Saved entries
=== Begin Enclosure ===

//! Toy collision generator.
//!
//! Every event draws a vertex and a time-zero, then `n_tracks` particles
//! with uniform pT, φ and η. Each particle is walked through the pad rows
//! (see [`Particle::clusters`]); particles leaving fewer than
//! `min_clusters` clusters are dropped. All randomness comes from one
//! `ChaCha8Rng`, so a seed fully determines the event sequence.

use crate::particle::{ClusterNoise, Particle};
use rand::prelude::*;
use rand_chacha::ChaCha8Rng;
use rand_distr::Normal;
use serde::{Deserialize, Serialize};
use std::f64::consts::TAU;
use tpc_detector::{SpaceChargeDistortion, TpcGeometry};
use tpc_reco::{
    propagation::{HelixPropagator, MaterialBudget},
    types::{Event, TrackCandidate},
};
use tracing::debug;

/// Parameters of the toy events.
#[derive(Clone, Debug, PartialEq, Serialize, Deserialize)]
#[serde(default)]
pub struct ToyEventConfig {
    /// Particles generated per event
    pub n_tracks: usize,
    /// Transverse momentum range (GeV)
    pub pt_min: f64,
    pub pt_max: f64,
    /// |η| range
    pub eta_max: f64,
    /// Vertex spread (cm)
    pub sigma_vertex_xy: f64,
    pub sigma_vertex_z: f64,
    /// Time-zero spread around zero (µs)
    pub sigma_t0: f64,
    pub noise: ClusterNoise,
    /// Distortion applied to the distorted cluster copies
    pub distortion: Option<SpaceChargeDistortion>,
    /// Candidates with fewer clusters are dropped
    pub min_clusters: usize,
    /// Solenoid field (kG)
    pub bz: f64,
}

impl Default for ToyEventConfig {
    fn default() -> Self {
        Self {
            n_tracks: 20,
            pt_min: 0.3,
            pt_max: 5.0,
            eta_max: 0.9,
            sigma_vertex_xy: 0.01,
            sigma_vertex_z: 5.0,
            sigma_t0: 2.0,
            noise: ClusterNoise::default(),
            distortion: None,
            min_clusters: 20,
            bz: 5.0,
        }
    }
}

/// Deterministic event source.
pub struct EventGenerator {
    pub config: ToyEventConfig,
    pub geometry: TpcGeometry,
    propagator: HelixPropagator,
    rng: ChaCha8Rng,
    next_id: u64,
}

impl EventGenerator {
    pub fn new(config: ToyEventConfig, geometry: TpcGeometry, seed: u64) -> Self {
        let propagator = HelixPropagator::new(config.bz, MaterialBudget::default());
        Self {
            config,
            geometry,
            propagator,
            rng: ChaCha8Rng::seed_from_u64(seed),
            next_id: 0,
        }
    }

    fn gauss(&mut self, sigma: f64) -> f64 {
        match Normal::new(0.0, sigma.max(0.0)) {
            Ok(d) => d.sample(&mut self.rng),
            Err(_) => 0.0,
        }
    }

    fn particle(&mut self, vertex: [f64; 3]) -> Particle {
        let cfg = &self.config;
        let (pt_min, pt_max, eta_max) = (cfg.pt_min, cfg.pt_max.max(cfg.pt_min), cfg.eta_max.abs());
        Particle {
            vertex,
            pt: pt_min + self.rng.gen::<f64>() * (pt_max - pt_min),
            phi: self.rng.gen::<f64>() * TAU,
            eta: (2.0 * self.rng.gen::<f64>() - 1.0) * eta_max,
            charge: if self.rng.gen_bool(0.5) { 1 } else { -1 },
        }
    }

    /// Generate the next event.
    pub fn generate(&mut self) -> Event {
        let id = self.next_id;
        self.next_id += 1;

        let vertex = [
            self.gauss(self.config.sigma_vertex_xy),
            self.gauss(self.config.sigma_vertex_xy),
            self.gauss(self.config.sigma_vertex_z),
        ];
        let t0 = self.gauss(self.config.sigma_t0);

        let mut tracks = Vec::with_capacity(self.config.n_tracks);
        for _ in 0..self.config.n_tracks {
            let particle = self.particle(vertex);
            let trail = particle.clusters(
                &self.geometry,
                &self.propagator,
                t0,
                &self.config.noise,
                self.config.distortion.as_ref(),
                &mut self.rng,
            );
            if trail.clusters.len() < self.config.min_clusters {
                debug!(event = id, pt = particle.pt, n = trail.clusters.len(), "particle dropped");
                continue;
            }
            tracks.push(TrackCandidate {
                truth: particle.truth(),
                clusters: trail.clusters,
                distorted_clusters: trail.distorted,
            });
        }

        Event {
            id,
            vertex,
            t0,
            tracks,
        }
    }

    /// Generate `n` consecutive events.
    pub fn generate_batch(&mut self, n: usize) -> Vec<Event> {
        (0..n).map(|_| self.generate()).collect()
    }
}

// ---------------------------------------------------------------------------
// Tests
// ---------------------------------------------------------------------------
//! Space-point correction providers.
//!
//! A correction maps a measured (distorted) global position back to where the
//! ionisation was produced. The reconstruction only depends on the
//! [`PositionCorrection`] contract; [`SpaceChargeDistortion`] is a simple
//! analytic field used by the toy simulation to distort clusters and by the
//! reconstruction to undo it.

use serde::{Deserialize, Serialize};

/// Maps a measured global position of a cluster in `sector` to a corrected one.
pub trait PositionCorrection: Send + Sync {
    fn correct_point(&self, xyz: [f64; 3], sector: u16) -> [f64; 3];
}

/// Identity correction.
#[derive(Clone, Copy, Debug, Default, PartialEq, Eq, Serialize, Deserialize)]
pub struct NoCorrection;

impl PositionCorrection for NoCorrection {
    fn correct_point(&self, xyz: [f64; 3], _sector: u16) -> [f64; 3] {
        xyz
    }
}

impl<F> PositionCorrection for F
where
    F: Fn([f64; 3], u16) -> [f64; 3] + Send + Sync,
{
    fn correct_point(&self, xyz: [f64; 3], sector: u16) -> [f64; 3] {
        self(xyz, sector)
    }
}

/// Radial space-charge distortion.
///
/// Drifting electrons are pulled inward by an amount that is largest at the
/// inner field cage (`r_inner`) and at the central electrode (z = 0), and
/// vanishes at the outer field cage and at the read-out plane:
///
/// Δr(r, z) = −A · u² · w,  u = (r_outer − r)/(r_outer − r_inner),
/// w = 1 − |z| / z_length   (both clamped to [0, 1])
#[derive(Clone, Debug, PartialEq, Serialize, Deserialize)]
pub struct SpaceChargeDistortion {
    /// Maximum radial shift (cm)
    pub amplitude: f64,
    pub r_inner: f64,
    pub r_outer: f64,
    pub z_length: f64,
    /// Fixed-point iterations used when inverting the distortion
    pub iterations: u8,
}

impl Default for SpaceChargeDistortion {
    fn default() -> Self {
        Self {
            amplitude: 2.0,
            r_inner: 83.0,
            r_outer: 250.0,
            z_length: 250.0,
            iterations: 4,
        }
    }
}

impl SpaceChargeDistortion {
    /// Signed radial displacement of charge created at (r, z).
    pub fn radial_shift(&self, r: f64, z: f64) -> f64 {
        let span = self.r_outer - self.r_inner;
        if span <= 0.0 || self.z_length <= 0.0 {
            return 0.0;
        }
        let u = ((self.r_outer - r) / span).clamp(0.0, 1.0);
        let w = (1.0 - z.abs() / self.z_length).clamp(0.0, 1.0);
        -self.amplitude * u * u * w
    }

    /// Where charge created at `xyz` is measured.
    pub fn distort_point(&self, xyz: [f64; 3]) -> [f64; 3] {
        let r = xyz[0].hypot(xyz[1]);
        if r <= 0.0 {
            return xyz;
        }
        let scale = (r + self.radial_shift(r, xyz[2])) / r;
        [xyz[0] * scale, xyz[1] * scale, xyz[2]]
    }
}

impl PositionCorrection for SpaceChargeDistortion {
    /// Invert [`distort_point`](Self::distort_point) by fixed-point iteration
    /// on the radius: r ← r_measured − Δr(r, z).
    fn correct_point(&self, xyz: [f64; 3], _sector: u16) -> [f64; 3] {
        let r_meas = xyz[0].hypot(xyz[1]);
        if r_meas <= 0.0 {
            return xyz;
        }
        let mut r = r_meas;
        for _ in 0..self.iterations.max(1) {
            r = r_meas - self.radial_shift(r, xyz[2]);
        }
        let scale = r / r_meas;
        [xyz[0] * scale, xyz[1] * scale, xyz[2]]
    }
}

// ---------------------------------------------------------------------------
// Tests
// ---------------------------------------------------------------------------
//! Fundamental types used across the workspace.

use crate::{propagation::Propagator, track_param::TrackParam};
use nalgebra::{Matrix2, Matrix3, Matrix5, Vector2, Vector3, Vector5};
use serde::{Deserialize, Serialize};
use std::fmt;
use tpc_detector::{DetectorError, DetectorGeometry, PositionCorrection, Sector};

// ---------------------------------------------------------------------------
// Matrix aliases: f64 throughout for numerical precision in the filter.
// ---------------------------------------------------------------------------

/// Track parameters [y, z, sin φ, tan λ, q/pT]
pub type ParamVec = Vector5<f64>;

/// 5×5 track parameter covariance
pub type ParamCov = Matrix5<f64>;

/// 2-D local measurement (y, z)
pub type MeasVec = Vector2<f64>;

/// 2×2 measurement covariance
pub type MeasCov = Matrix2<f64>;

// ---------------------------------------------------------------------------
// Cluster
// ---------------------------------------------------------------------------

/// One TPC cluster, in the local frame of its sector.
#[derive(Clone, Copy, Debug, PartialEq, Serialize, Deserialize)]
pub struct Cluster {
    /// Read-out chamber id
    pub sector: u16,
    /// Pad row within the chamber
    pub row: u16,
    /// Local x (pad-row radius for undistorted clusters, cm)
    pub x: f64,
    /// Local y along the pad row (cm)
    pub y: f64,
    /// Depth coordinate (cm). The cluster index rewrites it to the drift time.
    pub z: f64,
    /// Raw drift time (µs)
    pub time_bin: f64,
    pub sigma_y2: f64,
    pub sigma_z2: f64,
}

/// Packed cluster address: sector, row and slot within the row bin.
#[derive(
    Clone, Copy, Debug, Default, PartialEq, Eq, Hash, PartialOrd, Ord, Serialize, Deserialize,
)]
pub struct ClusterKey(pub u64);

impl ClusterKey {
    pub fn new(sector: u16, row: u16, slot: usize) -> Self {
        Self((u64::from(sector) << 48) | (u64::from(row) << 32) | (slot as u64 & 0xffff_ffff))
    }

    pub fn sector(self) -> u16 {
        (self.0 >> 48) as u16
    }

    pub fn row(self) -> u16 {
        ((self.0 >> 32) & 0xffff) as u16
    }

    pub fn slot(self) -> usize {
        (self.0 & 0xffff_ffff) as usize
    }
}

impl fmt::Display for ClusterKey {
    fn fmt(&self, f: &mut fmt::Formatter<'_>) -> fmt::Result {
        write!(f, "S{}R{}#{}", self.sector(), self.row(), self.slot())
    }
}

// ---------------------------------------------------------------------------
// Space points
// ---------------------------------------------------------------------------

/// A space point with its covariance, in global or in a rotated frame.
#[derive(Clone, Copy, Debug, PartialEq)]
pub struct TrackPoint {
    pub xyz: Vector3<f64>,
    pub cov: Matrix3<f64>,
    /// Sector the point was measured in
    pub volume: u16,
}

impl TrackPoint {
    /// Global space point of a cluster.
    ///
    /// `time0 = Some(t0)` replaces the cluster depth by the position computed
    /// from its drift time; `None` keeps `cluster.z`.
    pub fn from_cluster(
        cluster: &Cluster,
        geometry: &dyn DetectorGeometry,
        time0: Option<f64>,
    ) -> Result<Self, DetectorError> {
        let sector = geometry.sector(cluster.sector)?;
        let z = match time0 {
            Some(t0) => drift_z(cluster, &sector, geometry, t0),
            None => cluster.z,
        };
        let local = TrackPoint {
            xyz: Vector3::new(cluster.x, cluster.y, z),
            cov: Matrix3::from_diagonal(&Vector3::new(0.0, cluster.sigma_y2, cluster.sigma_z2)),
            volume: cluster.sector,
        };
        Ok(local.rotate(-geometry.sector_alpha(&sector)))
    }

    /// Express the point in the frame rotated by `alpha` around the z axis.
    pub fn rotate(&self, alpha: f64) -> TrackPoint {
        let (sa, ca) = alpha.sin_cos();
        #[rustfmt::skip]
        let r = Matrix3::new(
             ca, sa, 0.0,
            -sa, ca, 0.0,
            0.0, 0.0, 1.0,
        );
        TrackPoint {
            xyz: r * self.xyz,
            cov: r * self.cov * r.transpose(),
            volume: self.volume,
        }
    }

    pub fn radius(&self) -> f64 {
        self.xyz.x.hypot(self.xyz.y)
    }

    pub fn as_array(&self) -> [f64; 3] {
        [self.xyz.x, self.xyz.y, self.xyz.z]
    }

    /// Local (y, z) measurement and its covariance.
    pub fn measurement(&self) -> (MeasVec, MeasCov) {
        (
            MeasVec::new(self.xyz.y, self.xyz.z),
            MeasCov::new(
                self.cov[(1, 1)],
                self.cov[(1, 2)],
                self.cov[(2, 1)],
                self.cov[(2, 2)],
            ),
        )
    }
}

/// z position of a cluster from its drift time and the event time-zero.
pub fn drift_z(cluster: &Cluster, sector: &Sector, geometry: &dyn DetectorGeometry, time0: f64) -> f64 {
    (geometry.z_length(sector) - (cluster.time_bin - time0) * geometry.drift_velocity())
        * sector.side.sign()
}

// ---------------------------------------------------------------------------
// Policies
// ---------------------------------------------------------------------------

/// Which cluster list of a candidate is reconstructed.
#[derive(
    Clone, Copy, Debug, Default, PartialEq, Eq, Hash, Serialize, Deserialize, clap::ValueEnum,
)]
pub enum ClusterSource {
    /// Clusters at their true positions
    #[default]
    Ideal,
    /// Clusters displaced by the distortion field
    Distorted,
}

/// Space-point correction policy.
#[derive(
    Clone, Copy, Debug, Default, PartialEq, Eq, Hash, Serialize, Deserialize, clap::ValueEnum,
)]
pub enum CorrectionMode {
    /// Use measured points as they are
    #[default]
    None,
    /// Time-zero seed: assume the points sit half-way to the read-out
    DetectorCenter,
    /// Time-zero seed: assume the points lie on a 22.5° dip line
    AverageEta,
    /// Use the true depth; only meaningful on simulated data
    Ideal,
}

/// How clusters are turned into space points.
#[derive(Clone, Copy, Debug, Default, PartialEq, Serialize, Deserialize)]
#[serde(default)]
pub struct PointConversion {
    pub correction: CorrectionMode,
    /// Keep the cluster's true z instead of the drift-time position
    pub ideal_tracking: bool,
}

/// Injected collaborators, valid for one reconstruction run.
#[derive(Clone, Copy)]
pub struct Providers<'a> {
    pub geometry: &'a dyn DetectorGeometry,
    pub correction: &'a dyn PositionCorrection,
    pub propagator: &'a dyn Propagator,
}

// ---------------------------------------------------------------------------
// Event input
// ---------------------------------------------------------------------------

/// Surface the fitted track is reported at.
#[derive(Clone, Copy, Debug, Default, PartialEq, Serialize, Deserialize)]
pub struct ReferenceSurface {
    /// Local x of the surface
    pub x: f64,
    /// Frame angle
    pub alpha: f64,
}

/// Clusters belonging to one particle, ordered by increasing row.
#[derive(Clone, Debug, Serialize, Deserialize)]
pub struct TrackCandidate {
    /// Generated track parameters at the production point
    pub truth: TrackParam,
    pub clusters: Vec<Cluster>,
    pub distorted_clusters: Vec<Cluster>,
}

impl TrackCandidate {
    pub fn clusters(&self, source: ClusterSource) -> &[Cluster] {
        match source {
            ClusterSource::Ideal => &self.clusters,
            ClusterSource::Distorted => &self.distorted_clusters,
        }
    }

    /// The fit is reported in the frame and at the x of the generated track.
    pub fn reference(&self) -> ReferenceSurface {
        ReferenceSurface {
            x: self.truth.x,
            alpha: self.truth.alpha,
        }
    }
}

/// One collision: a common vertex, a time-zero and its track candidates.
#[derive(Clone, Debug, Serialize, Deserialize)]
pub struct Event {
    pub id: u64,
    /// True primary vertex (cm)
    pub vertex: [f64; 3],
    /// True time-zero (µs)
    pub t0: f64,
    pub tracks: Vec<TrackCandidate>,
}

// ---------------------------------------------------------------------------
// Tests
// ---------------------------------------------------------------------------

=== End Enclosure ===

* Work task *
Please give back only the lines between the first line of the entries and the line with "Vertex spread (cm)", both ends included, word for word.

* Reply to the exercise *
//! Toy collision generator.
//!
//! Every event draws a vertex and a time-zero, then `n_tracks` particles
//! with uniform pT, φ and η. Each particle is walked through the pad rows
//! (see [`Particle::clusters`]); particles leaving fewer than
//! `min_clusters` clusters are dropped. All randomness comes from one
//! `ChaCha8Rng`, so a seed fully determines the event sequence.

use crate::particle::{ClusterNoise, Particle};
use rand::prelude::*;
use rand_chacha::ChaCha8Rng;
use rand_distr::Normal;
use serde::{Deserialize, Serialize};
use std::f64::consts::TAU;
use tpc_detector::{SpaceChargeDistortion, TpcGeometry};
use tpc_reco::{
    propagation::{HelixPropagator, MaterialBudget},
    types::{Event, TrackCandidate},
};
use tracing::debug;

/// Parameters of the toy events.
#[derive(Clone, Debug, PartialEq, Serialize, Deserialize)]
#[serde(default)]
pub struct ToyEventConfig {
    /// Particles generated per event
    pub n_tracks: usize,
    /// Transverse momentum range (GeV)
    pub pt_min: f64,
    pub pt_max: f64,
    /// |η| range
    pub eta_max: f64,
    /// Vertex spread (cm)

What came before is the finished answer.